QTFlow: Quantitative Timing-Sensitive Information Flow for Security-Aware Hardware Design on RTL
Lennart M. Reimann, Anshul Prashar, Chiara Ghinami, Rebecca Pelke, Dominik Sisejkovic, Farhad Merchant, Rainer Leupers
TL;DR
This paper tackles the challenge of security analysis in hardware design by introducing QTFlow, a timing-sensitive quantitative information flow framework. By building on QFlow and incorporating sequential-state analysis, QTFlow can identify and quantify information leakage in sequential circuits and automatically detect timing channels, reducing false positives that plague time-agnostic methods. It leverages information-theoretic leakage metrics and sequential tainting (including a $g$-entropy metric and $Posterior Bayes Vulnerability$) to provide a principled, timing-aware assessment of leakage.
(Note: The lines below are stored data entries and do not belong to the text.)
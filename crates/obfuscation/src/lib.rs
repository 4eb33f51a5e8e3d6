//! Shroud Obfuscation - content-level traffic disguise
//!
//! This crate provides:
//! - Length-prefixed random padding (range or size-bucket mode)
//! - HTTP header case/whitespace randomization and decoy headers
//! - ClientHello extension shuffling and RFC 7685 padding
//! - SNI masking against a runtime-mutable whitelist
//! - Entropy shaping
//! - Timing ranges shared with the fragmenter
//!
//! `Obfuscator` composes the transforms according to an `ObfuscationProfile`.

mod decoy;
mod entropy;
mod error;
mod headers;
mod padding;
mod profile;
mod sni;
mod timing;
mod tls_ext;
mod whitelist;

pub use decoy::*;
pub use entropy::*;
pub use error::*;
pub use headers::*;
pub use padding::*;
pub use profile::*;
pub use sni::*;
pub use timing::*;
pub use tls_ext::*;
pub use whitelist::*;
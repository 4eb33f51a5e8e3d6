//! Loopback TCP Integration Tests
//!
//! A real listener on 127.0.0.1 receives a fragmented, rotated stream.

mod integration_harness;

use std::sync::Arc;
use std::time::Duration;

use integration_harness::init_tracing;
use shroud_transport::{
    Dialer, EvasionConfig, EvasionStream, FragmentConfig, MultiplexConfig, TcpDialer,
};
use tokio::io::{AsyncReadExt, AsyncWriteExt};
use tokio::net::TcpListener;
use tokio::sync::mpsc;

/// Accept connections and hand each one's full contents over, in accept order
async fn collecting_server() -> (String, mpsc::UnboundedReceiver<(usize, Vec<u8>)>) {
    let listener = TcpListener::bind("127.0.0.1:0").await.unwrap();
    let addr = listener.local_addr().unwrap().to_string();
    let (tx, rx) = mpsc::unbounded_channel();

    tokio::spawn(async move {
        let mut index = 0;
        while let Ok((mut socket, _)) = listener.accept().await {
            let tx = tx.clone();
            let id = index;
            index += 1;
            tokio::spawn(async move {
                let mut received = Vec::new();
                let _ = socket.read_to_end(&mut received).await;
                let _ = tx.send((id, received));
            });
        }
    });

    (addr, rx)
}

#[tokio::test]
async fn test_fragmented_rotated_stream_over_tcp() {
    init_tracing();
    let (addr, mut rx) = collecting_server().await;

    let config = EvasionConfig {
        fragment: FragmentConfig::fixed(10_240),
        multiplex: MultiplexConfig::with_limit(30_000),
        ..Default::default()
    };
    let dialer: Arc<dyn Dialer> = Arc::new(TcpDialer::new(addr.clone()));
    let stream = EvasionStream::connect(dialer, config).await.unwrap();
    assert_eq!(
        stream.remote_addr().map(|a| a.to_string()).as_deref(),
        Some(addr.as_str())
    );

    let data: Vec<u8> = (0..100_000u32).map(|i| (i % 199) as u8 + 1).collect();
    for chunk in data.chunks(25_000) {
        stream.write_payload(chunk).await.unwrap();
    }
    let stats = stream.stats().await;
    stream.close().await;

    // 28,500 bytes per connection
    assert_eq!(stats.pool.dials, 4);

    let mut pieces = Vec::new();
    while pieces.len() < 4 {
        let piece = tokio::time::timeout(Duration::from_secs(5), rx.recv())
            .await
            .unwrap()
            .unwrap();
        pieces.push(piece);
    }
    pieces.sort_by_key(|(id, _)| *id);

    for (_, bytes) in &pieces {
        assert!(bytes.len() <= 28_500);
    }
    let joined: Vec<u8> = pieces.into_iter().flat_map(|(_, bytes)| bytes).collect();
    assert_eq!(joined, data);
}

#[tokio::test]
async fn test_echo_over_tcp() -> anyhow::Result<()> {
    init_tracing();
    let listener = TcpListener::bind("127.0.0.1:0").await?;
    let addr = listener.local_addr()?;

    tokio::spawn(async move {
        let Ok((mut socket, _)) = listener.accept().await else {
            return;
        };
        let mut buf = vec![0u8; 4096];
        loop {
            match socket.read(&mut buf).await {
                Ok(0) | Err(_) => break,
                Ok(n) => {
                    if socket.write_all(&buf[..n]).await.is_err() {
                        break;
                    }
                }
            }
        }
    });

    let dialer: Arc<dyn Dialer> = Arc::new(TcpDialer::new(addr.to_string()));
    let mut stream = EvasionStream::connect(dialer, EvasionConfig::default()).await?;
    assert!(stream.local_addr().is_some());

    let request = b"GET / HTTP/1.1\r\nHost: example.com\r\n\r\n";
    stream.write_all(request).await?;
    let mut echoed = vec![0u8; request.len()];
    tokio::time::timeout(Duration::from_secs(5), stream.read_exact(&mut echoed)).await??;
    assert_eq!(&echoed[..], request);

    stream.shutdown().await?;
    assert!(stream.is_closed());
    Ok(())
}
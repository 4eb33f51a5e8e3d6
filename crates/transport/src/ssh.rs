//! SSH banner masking
//!
//! A masked connection opens like an SSH session: the client sends an
//! OpenSSH identification line, and the first line the peer sends back is
//! dropped before any payload is delivered.

use std::io;

use bytes::{Bytes, BytesMut};
use shroud_obfuscation::DelayRange;
use tokio::io::{AsyncWrite, AsyncWriteExt};
use tracing::trace;

/// Identification line sent on every masked connection
pub const SSH_BANNER: &[u8] = b"SSH-2.0-OpenSSH_8.9p1 Ubuntu-3ubuntu0.1\r\n";

/// Longest peer line treated as a banner
pub const MAX_BANNER_LINE: usize = 255;

/// Pause after the banner, before any payload
pub const BANNER_DELAY: DelayRange = DelayRange::new(10, 50);

/// Send the banner and wait out the post-banner pause
pub async fn send_banner<W>(writer: &mut W) -> io::Result<()>
where
    W: AsyncWrite + Unpin + ?Sized,
{
    writer.write_all(SSH_BANNER).await?;
    writer.flush().await?;
    BANNER_DELAY.sleep().await;
    Ok(())
}

/// Drops the peer's identification line from the head of a read stream
///
/// If no CRLF shows up within `MAX_BANNER_LINE` bytes, nothing is dropped and
/// the buffered bytes pass through.
#[derive(Debug, Default)]
pub struct BannerStripper {
    buf: BytesMut,
    done: bool,
}

impl BannerStripper {
    pub fn new() -> Self {
        Self::default()
    }

    /// Whether the banner has been dealt with
    pub fn is_done(&self) -> bool {
        self.done
    }

    /// Feed raw bytes, get back the payload part (possibly empty)
    pub fn feed(&mut self, data: Bytes) -> Bytes {
        if self.done {
            return data;
        }

        self.buf.extend_from_slice(&data);
        let scan = &self.buf[..self.buf.len().min(MAX_BANNER_LINE)];

        if let Some(pos) = scan.windows(2).position(|w| w == b"\r\n") {
            self.done = true;
            trace!("Stripped {}-byte peer banner", pos + 2);
            let mut rest = std::mem::take(&mut self.buf);
            return rest.split_off(pos + 2).freeze();
        }

        if self.buf.len() >= MAX_BANNER_LINE {
            self.done = true;
            trace!("No peer banner within {} bytes", MAX_BANNER_LINE);
            return std::mem::take(&mut self.buf).freeze();
        }

        Bytes::new()
    }

    /// Release anything still held back (at end of stream)
    pub fn finish(&mut self) -> Bytes {
        self.done = true;
        std::mem::take(&mut self.buf).freeze()
    }
}
//! Error taxonomy for fills and batch runs
//!
//! Every failure is scoped: `OutOfBounds` aborts one run, `InputNotFound` and
//! `PersistenceFailure` abort one file, nothing aborts the batch.

use std::path::PathBuf;

use serde::Serialize;
use thiserror::Error;

#[derive(Debug, Error)]
pub enum FillError {
    #[error("input not found or unreadable: {path}: {reason}")]
    InputNotFound { path: PathBuf, reason: String },

    #[error("seed {index} of path '{path}' at ({x:.2}, {y:.2}, {z:.2}) lies outside the {nx}x{ny}x{nz} volume")]
    OutOfBounds {
        path: String,
        index: usize,
        x: f64,
        y: f64,
        z: f64,
        nx: usize,
        ny: usize,
        nz: usize,
    },

    #[error("fill of path '{path}' cancelled after {finalized} nodes")]
    Cancelled { path: String, finalized: usize },

    #[error("failed to write {path}: {reason}")]
    PersistenceFailure { path: PathBuf, reason: String },

    #[error("invalid configuration: {0}")]
    InvalidConfig(String),

    #[error("fill computed on {found:?} cannot merge into a {expected:?} mask")]
    DimensionMismatch {
        expected: (usize, usize, usize),
        found: (usize, usize, usize),
    },

    #[error("fill worker exited before reporting: {0}")]
    WorkerLost(String),
}

/// Coarse classification used in reports.
#[derive(Debug, Clone, Copy, PartialEq, Eq, Serialize)]
#[serde(rename_all = "snake_case")]
pub enum ErrorKind {
    InputNotFound,
    OutOfBounds,
    Cancelled,
    PersistenceFailure,
    InvalidConfig,
    DimensionMismatch,
    WorkerLost,
}

impl FillError {
    pub fn kind(&self) -> ErrorKind {
        match self {
            FillError::InputNotFound { .. } => ErrorKind::InputNotFound,
            FillError::OutOfBounds { .. } => ErrorKind::OutOfBounds,
            FillError::Cancelled { .. } => ErrorKind::Cancelled,
            FillError::PersistenceFailure { .. } => ErrorKind::PersistenceFailure,
            FillError::InvalidConfig(_) => ErrorKind::InvalidConfig,
            FillError::DimensionMismatch { .. } => ErrorKind::DimensionMismatch,
            FillError::WorkerLost(_) => ErrorKind::WorkerLost,
        }
    }

    pub(crate) fn input_not_found(path: impl Into<PathBuf>, reason: impl Into<String>) -> Self {
        FillError::InputNotFound {
            path: path.into(),
            reason: reason.into(),
        }
    }

    pub(crate) fn persistence(path: impl Into<PathBuf>, reason: impl Into<String>) -> Self {
        FillError::PersistenceFailure {
            path: path.into(),
            reason: reason.into(),
        }
    }
}
//! Batch processing of image folders
//!
//! - `config`: operator parameters, loadable from JSON
//! - `discover`: images and their companion `.traces`
//! - `driver`: per-file fill, merge and persistence behind reader/sink traits
//! - `report`: per-file and batch outcome records

pub mod config;
pub mod discover;
pub mod driver;
pub mod report;

pub use config::{load_config, BatchConfig};
pub use discover::{companion_traces, discover_pairs, FilePair};
pub use driver::{
    run_batch, BatchDriver, MaskSink, NiftiMaskWriter, NiftiVolumeReader, SntTraceReader,
    TraceReader, VolumeReader,
};
pub use report::{BatchReport, BatchSummary, FileIssue, FileReport, FileStatus};
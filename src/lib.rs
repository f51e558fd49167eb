//! Neurite-Fill: cost-weighted volume fills seeded from traced neurites
//!
//! Grows a region outward from every traced centerline of a fluorescence
//! stack, bounded by accumulated intensity-derived cost, and merges the
//! regions into a binary mask that keeps the source calibration.
//!
//! # Modules
//! - `volume`: calibrated intensity volumes and their geometry
//! - `cost`: intensity-to-cost models and the per-volume cost field
//! - `priority_queue`: min-ordered frontier with deterministic ties
//! - `fill`: the shortest-path fill engine, its config and results
//! - `pool`: bounded worker pool running fills in parallel
//! - `mask` / `aggregate`: binary masks, cost maps and fill merging
//! - `traces`: SNT `.traces` reader
//! - `nifti_io`: NIfTI volume input and mask output
//! - `batch`: folder discovery, per-file sequencing and reports

// Core modules
pub mod error;
pub mod volume;
pub mod priority_queue;

// Algorithm modules
pub mod cost;
pub mod fill;
pub mod pool;
pub mod mask;
pub mod aggregate;

// I/O modules
pub mod nifti_io;
pub mod traces;

// Batch orchestration
pub mod batch;

pub use error::FillError;
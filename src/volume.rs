//! Calibrated intensity volumes
//!
//! Samples are stored flat in Fortran order (x varies fastest) to match the
//! NIfTI convention: `index = x + y*nx + z*nx*ny + c*nx*ny*nz`.

use serde::{Deserialize, Serialize};

/// Integer spatial coordinate `[x, y, z]`.
pub type Voxel = [usize; 3];

/// Role of an axis in the volume.
#[derive(Clone, Copy, Debug, PartialEq, Eq, Serialize, Deserialize)]
#[serde(rename_all = "snake_case")]
pub enum AxisLabel {
    X,
    Y,
    Z,
    Channel,
}

/// Physical calibration of one axis.
#[derive(Clone, Debug, PartialEq, Serialize, Deserialize)]
pub struct AxisCalibration {
    pub label: AxisLabel,
    /// Physical unit of one step along this axis (e.g. "micron")
    pub unit: String,
    /// Physical size of one step
    pub scale: f64,
}

impl AxisCalibration {
    pub fn new(label: AxisLabel, unit: impl Into<String>, scale: f64) -> Self {
        Self {
            label,
            unit: unit.into(),
            scale,
        }
    }
}

/// Everything about a volume except its samples.
///
/// Masks derived from a volume carry an identical copy so that persisted
/// output lines up with the source stack.
#[derive(Clone, Debug, PartialEq)]
pub struct VolumeGeometry {
    /// Spatial dimensions (nx, ny, nz)
    pub dims: (usize, usize, usize),
    /// Number of channels; 1 for plain 3D data
    pub channels: usize,
    /// Axis calibrations in storage order: X, Y, Z, then Channel when present
    pub axes: Vec<AxisCalibration>,
    /// Affine transformation matrix (4x4, row-major)
    pub affine: [f64; 16],
}

impl VolumeGeometry {
    /// Isotropic geometry with unit voxels and no channel axis.
    pub fn isotropic(nx: usize, ny: usize, nz: usize) -> Self {
        Self::calibrated(nx, ny, nz, (1.0, 1.0, 1.0), "pixel")
    }

    /// 3D geometry with the given voxel sizes.
    pub fn calibrated(
        nx: usize, ny: usize, nz: usize,
        voxel_size: (f64, f64, f64),
        unit: &str,
    ) -> Self {
        let (vsx, vsy, vsz) = voxel_size;
        Self {
            dims: (nx, ny, nz),
            channels: 1,
            axes: vec![
                AxisCalibration::new(AxisLabel::X, unit, vsx),
                AxisCalibration::new(AxisLabel::Y, unit, vsy),
                AxisCalibration::new(AxisLabel::Z, unit, vsz),
            ],
            affine: [
                vsx, 0.0, 0.0, 0.0,
                0.0, vsy, 0.0, 0.0,
                0.0, 0.0, vsz, 0.0,
                0.0, 0.0, 0.0, 1.0,
            ],
        }
    }

    /// Adds a channel axis of the given length.
    pub fn with_channels(mut self, channels: usize) -> Self {
        self.axes.retain(|a| a.label != AxisLabel::Channel);
        self.channels = channels.max(1);
        if self.channels > 1 {
            self.axes.push(AxisCalibration::new(AxisLabel::Channel, "", 1.0));
        }
        self
    }

    /// Number of voxels in one channel.
    pub fn spatial_len(&self) -> usize {
        self.dims.0 * self.dims.1 * self.dims.2
    }

    /// Number of samples across all channels.
    pub fn len(&self) -> usize {
        self.spatial_len() * self.channels
    }

    pub fn is_empty(&self) -> bool {
        self.len() == 0
    }

    /// Physical voxel sizes along X, Y, Z.
    pub fn voxel_size(&self) -> (f64, f64, f64) {
        let scale = |label: AxisLabel| {
            self.axes
                .iter()
                .find(|a| a.label == label)
                .map(|a| a.scale)
                .unwrap_or(1.0)
        };
        (scale(AxisLabel::X), scale(AxisLabel::Y), scale(AxisLabel::Z))
    }

    /// Unit of the X axis, taken as the spatial unit of the volume.
    pub fn spatial_unit(&self) -> &str {
        self.axes
            .iter()
            .find(|a| a.label == AxisLabel::X)
            .map(|a| a.unit.as_str())
            .unwrap_or("")
    }

    #[inline]
    pub fn index(&self, voxel: Voxel) -> usize {
        let (nx, ny, _) = self.dims;
        voxel[0] + voxel[1] * nx + voxel[2] * nx * ny
    }

    #[inline]
    pub fn voxel(&self, index: usize) -> Voxel {
        let (nx, ny, _) = self.dims;
        [index % nx, (index / nx) % ny, index / (nx * ny)]
    }

    #[inline]
    pub fn contains(&self, voxel: Voxel) -> bool {
        let (nx, ny, nz) = self.dims;
        voxel[0] < nx && voxel[1] < ny && voxel[2] < nz
    }
}

/// Intensity range used to normalise a cost field.
#[derive(Clone, Copy, Debug, PartialEq, Serialize, Deserialize)]
pub struct IntensityBounds {
    pub min: f64,
    pub max: f64,
}

impl IntensityBounds {
    pub fn new(min: f64, max: f64) -> Self {
        Self { min, max }
    }

    /// True when the range cannot be used to normalise intensities.
    pub fn is_degenerate(&self) -> bool {
        !(self.min.is_finite() && self.max.is_finite()) || self.max - self.min <= 0.0
    }
}

/// Immutable calibrated intensity array.
#[derive(Clone, Debug)]
pub struct Volume {
    geometry: VolumeGeometry,
    data: Vec<f64>,
}

impl Volume {
    /// Wraps flattened samples; `data.len()` must match the geometry.
    pub fn new(geometry: VolumeGeometry, data: Vec<f64>) -> Result<Self, String> {
        if data.len() != geometry.len() {
            return Err(format!(
                "Volume data has {} samples, geometry {:?}x{} needs {}",
                data.len(), geometry.dims, geometry.channels, geometry.len()
            ));
        }
        Ok(Self { geometry, data })
    }

    pub fn geometry(&self) -> &VolumeGeometry {
        &self.geometry
    }

    pub fn dims(&self) -> (usize, usize, usize) {
        self.geometry.dims
    }

    pub fn channels(&self) -> usize {
        self.geometry.channels
    }

    pub fn data(&self) -> &[f64] {
        &self.data
    }

    /// Samples of one channel, `None` if the channel does not exist.
    pub fn channel(&self, c: usize) -> Option<&[f64]> {
        if c >= self.geometry.channels {
            return None;
        }
        let n = self.geometry.spatial_len();
        Some(&self.data[c * n..(c + 1) * n])
    }

    /// Intensity at a voxel of channel 0.
    #[inline]
    pub fn intensity(&self, voxel: Voxel) -> f64 {
        self.data[self.geometry.index(voxel)]
    }

    /// Minimum and maximum over every sample (all channels).
    ///
    /// Non-finite samples are ignored. An empty or all-NaN volume yields
    /// infinite bounds, which downstream treat as degenerate.
    pub fn intensity_bounds(&self) -> IntensityBounds {
        let (min, max) = self
            .data
            .iter()
            .filter(|v| v.is_finite())
            .fold((f64::INFINITY, f64::NEG_INFINITY), |(lo, hi), &v| (lo.min(v), hi.max(v)));
        IntensityBounds { min, max }
    }
}
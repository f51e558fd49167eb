//! Cost fields for cost-weighted fills
//!
//! A cost field assigns every voxel a finite, strictly positive traversal
//! cost that decreases with intensity (bright = cheap). It is built once per
//! volume and shared read-only by every fill on that volume.
//!
//! - `reciprocal`: `1 / max(normalised intensity, epsilon)` (default)
//! - `difference`: linear in the distance below the maximum intensity
//!
//! The fill engine only sees the `CostModel` trait, so other cost models can
//! be substituted without touching it.

pub mod reciprocal;
pub mod difference;

pub use difference::Difference;
pub use reciprocal::Reciprocal;

use log::{debug, warn};
use serde::{Deserialize, Serialize};

use crate::error::FillError;
use crate::volume::{IntensityBounds, Volume, Voxel};

/// Coordinate to cost capability consumed by the fill engine.
pub trait CostModel: Send + Sync {
    /// Spatial dimensions (nx, ny, nz) the model is defined on
    fn dims(&self) -> (usize, usize, usize);

    /// Cost of entering `voxel`; finite and strictly positive
    fn cost(&self, voxel: Voxel) -> f64;

    /// Lower bound over all voxels
    fn min_cost(&self) -> f64;
}

/// Intensity to cost mapping used when building a `CostField`.
pub trait IntensityCost {
    fn cost(&self, intensity: f64) -> f64;
    fn min_cost(&self) -> f64;
}

#[derive(Clone, Copy, Debug, Default, PartialEq, Eq, Serialize, Deserialize)]
#[serde(rename_all = "snake_case")]
pub enum CostKind {
    #[default]
    Reciprocal,
    Difference,
}

/// Parameters for cost field construction
#[derive(Clone, Debug, PartialEq, Serialize, Deserialize)]
#[serde(default)]
pub struct CostConfig {
    /// Cost model (default reciprocal)
    pub kind: CostKind,
    /// Explicit intensity bounds; scanned from the volume when absent
    pub bounds: Option<IntensityBounds>,
    /// Width of the normalised intensity range (default 255)
    pub scale: f64,
    /// Floor on the normalised intensity, keeps costs finite (default 0.5)
    pub epsilon: f64,
    /// Channel of a multi-channel volume to derive costs from (default 0)
    pub channel: usize,
}

impl Default for CostConfig {
    fn default() -> Self {
        Self {
            kind: CostKind::Reciprocal,
            bounds: None,
            scale: 255.0,
            epsilon: 0.5,
            channel: 0,
        }
    }
}

impl CostConfig {
    pub fn validate(&self) -> Result<(), FillError> {
        if !(self.scale.is_finite() && self.scale > 0.0) {
            return Err(FillError::InvalidConfig(format!(
                "cost scale must be positive and finite, got {}", self.scale
            )));
        }
        if !(self.epsilon.is_finite() && self.epsilon > 0.0) {
            return Err(FillError::InvalidConfig(format!(
                "cost epsilon must be positive and finite, got {}", self.epsilon
            )));
        }
        if let Some(b) = self.bounds {
            // Equal bounds are allowed and fall back to uniform cost
            if !(b.min <= b.max) {
                return Err(FillError::InvalidConfig(format!(
                    "cost bounds must satisfy min <= max, got [{}, {}]", b.min, b.max
                )));
            }
        }
        Ok(())
    }
}

/// Precomputed per-voxel costs for one channel of a volume.
#[derive(Clone, Debug)]
pub struct CostField {
    dims: (usize, usize, usize),
    costs: Vec<f64>,
    min_cost: f64,
    bounds: IntensityBounds,
    degenerate: bool,
}

impl CostField {
    /// Build the cost field for a volume
    ///
    /// Scans the whole volume for intensity bounds when `config.bounds` is
    /// `None`. A degenerate range (uniform intensity) is not an error: every
    /// voxel receives the unit step cost `1 / scale` and `is_degenerate()`
    /// reports it.
    pub fn build(volume: &Volume, config: &CostConfig) -> Result<Self, FillError> {
        config.validate()?;
        let samples = volume.channel(config.channel).ok_or_else(|| {
            FillError::InvalidConfig(format!(
                "channel {} requested but volume has {}",
                config.channel,
                volume.channels()
            ))
        })?;

        let bounds = config.bounds.unwrap_or_else(|| volume.intensity_bounds());
        debug!("Cost field bounds: min={} max={}", bounds.min, bounds.max);

        if bounds.is_degenerate() {
            warn!(
                "Degenerate intensity range [{}, {}]; using uniform cost",
                bounds.min, bounds.max
            );
            let unit = 1.0 / config.scale;
            return Ok(Self {
                dims: volume.dims(),
                costs: vec![unit; samples.len()],
                min_cost: unit,
                bounds,
                degenerate: true,
            });
        }

        let field = match config.kind {
            CostKind::Reciprocal => {
                Self::from_samples(volume, samples, bounds, &Reciprocal::new(bounds, config.scale, config.epsilon))
            }
            CostKind::Difference => {
                Self::from_samples(volume, samples, bounds, &Difference::new(bounds, config.scale, config.epsilon))
            }
        };
        Ok(field)
    }

    fn from_samples(
        volume: &Volume,
        samples: &[f64],
        bounds: IntensityBounds,
        model: &dyn IntensityCost,
    ) -> Self {
        let costs: Vec<f64> = samples.iter().map(|&v| model.cost(v)).collect();
        Self {
            dims: volume.dims(),
            costs,
            min_cost: model.min_cost(),
            bounds,
            degenerate: false,
        }
    }

    /// True when the volume had no usable intensity range.
    pub fn is_degenerate(&self) -> bool {
        self.degenerate
    }

    pub fn bounds(&self) -> IntensityBounds {
        self.bounds
    }

    /// Flattened costs in Fortran order.
    pub fn costs(&self) -> &[f64] {
        &self.costs
    }
}

impl CostModel for CostField {
    fn dims(&self) -> (usize, usize, usize) {
        self.dims
    }

    #[inline]
    fn cost(&self, voxel: Voxel) -> f64 {
        let (nx, ny, _) = self.dims;
        self.costs[voxel[0] + voxel[1] * nx + voxel[2] * nx * ny]
    }

    fn min_cost(&self) -> f64 {
        self.min_cost
    }
}

#[cfg(test)]
mod tests {
    use super::*;
    use crate::volume::VolumeGeometry;

    fn ramp_volume() -> Volume {
        let geom = VolumeGeometry::isotropic(4, 1, 1);
        Volume::new(geom, vec![0.0, 10.0, 20.0, 40.0]).unwrap()
    }

    #[test]
    fn test_build_scans_bounds() {
        let vol = ramp_volume();
        let field = CostField::build(&vol, &CostConfig::default()).unwrap();
        assert_eq!(field.bounds(), IntensityBounds::new(0.0, 40.0));
        assert!(!field.is_degenerate());
        assert!((field.cost([3, 0, 0]) - 1.0 / 255.0).abs() < 1e-12);
        assert!((field.cost([0, 0, 0]) - 2.0).abs() < 1e-12);
        assert!(field.costs().windows(2).all(|w| w[1] <= w[0]));
    }

    #[test]
    fn test_inverted_bounds_rejected() {
        let vol = ramp_volume();
        let config = CostConfig {
            bounds: Some(IntensityBounds::new(40.0, 0.0)),
            ..Default::default()
        };
        assert!(matches!(config.validate(), Err(FillError::InvalidConfig(_))));
        assert!(matches!(CostField::build(&vol, &config), Err(FillError::InvalidConfig(_))));

        let config = CostConfig {
            bounds: Some(IntensityBounds::new(f64::NAN, 1.0)),
            ..Default::default()
        };
        assert!(config.validate().is_err());

        let config = CostConfig {
            bounds: Some(IntensityBounds::new(5.0, 5.0)),
            ..Default::default()
        };
        assert!(CostField::build(&vol, &config).unwrap().is_degenerate());
    }

    #[test]
    fn test_explicit_bounds_clamp() {
        let vol = ramp_volume();
        let config = CostConfig {
            bounds: Some(IntensityBounds::new(10.0, 20.0)),
            ..Default::default()
        };
        let field = CostField::build(&vol, &config).unwrap();
        assert_eq!(field.cost([2, 0, 0]), field.cost([3, 0, 0]));
        assert_eq!(field.cost([0, 0, 0]), field.cost([1, 0, 0]));
    }

    #[test]
    fn test_uniform_volume_is_degenerate_not_error() {
        let geom = VolumeGeometry::isotropic(3, 3, 3);
        let vol = Volume::new(geom, vec![42.0; 27]).unwrap();
        let field = CostField::build(&vol, &CostConfig::default()).unwrap();
        assert!(field.is_degenerate());
        let first = field.costs()[0];
        assert!(first > 0.0 && first.is_finite());
        assert!(field.costs().iter().all(|&c| c == first));
    }

    #[test]
    fn test_costs_respect_floor() {
        let vol = ramp_volume();
        for kind in [CostKind::Reciprocal, CostKind::Difference] {
            let config = CostConfig { kind, ..Default::default() };
            let field = CostField::build(&vol, &config).unwrap();
            for &c in field.costs() {
                assert!(c.is_finite());
                assert!(c >= field.min_cost() - 1e-15, "{:?} cost {} below floor", kind, c);
            }
        }
    }

    #[test]
    fn test_invalid_config_rejected() {
        let vol = ramp_volume();
        let config = CostConfig { epsilon: 0.0, ..Default::default() };
        assert!(matches!(CostField::build(&vol, &config), Err(FillError::InvalidConfig(_))));

        let config = CostConfig { channel: 1, ..Default::default() };
        assert!(matches!(CostField::build(&vol, &config), Err(FillError::InvalidConfig(_))));
    }
}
Evaluated on open-source cryptographic benchmarks with Trojans, QTFlow demonstrates improved precision over prior work and offers practical benefits for security-aware RTL design, with potential gains when combined with formal verification in the future.
Abstract
In contemporary Electronic Design Automation (EDA) tools, security often takes a backseat to the primary goals of power, performance, and area optimization. Commonly, the security analysis is conducted by hand, leading to vulnerabilities in the design remaining unnoticed. Security-aware EDA tools assist the designer in the identification and removal of security threats while keeping performance and area in mind. Cutting-edge methods employ information flow analysis to identify inadvertent information leaks in design structures. Current information leakage detection methods use quantitative information flow analysis to quantify the leaks. However, handling sequential circuits poses challenges for state-of-the-art techniques due to their time-agnostic nature, overlooking timing channels, and introducing false positives. To address this, we introduce QTFlow, a timing-sensitive framework for quantifying hardware information leakages during the design phase. Illustrating its effectiveness on open-source benchmarks, QTFlow autonomously identifies timing channels and diminishes all false positives arising from time-agnostic analysis when contrasted with current state-of-the-art techniques.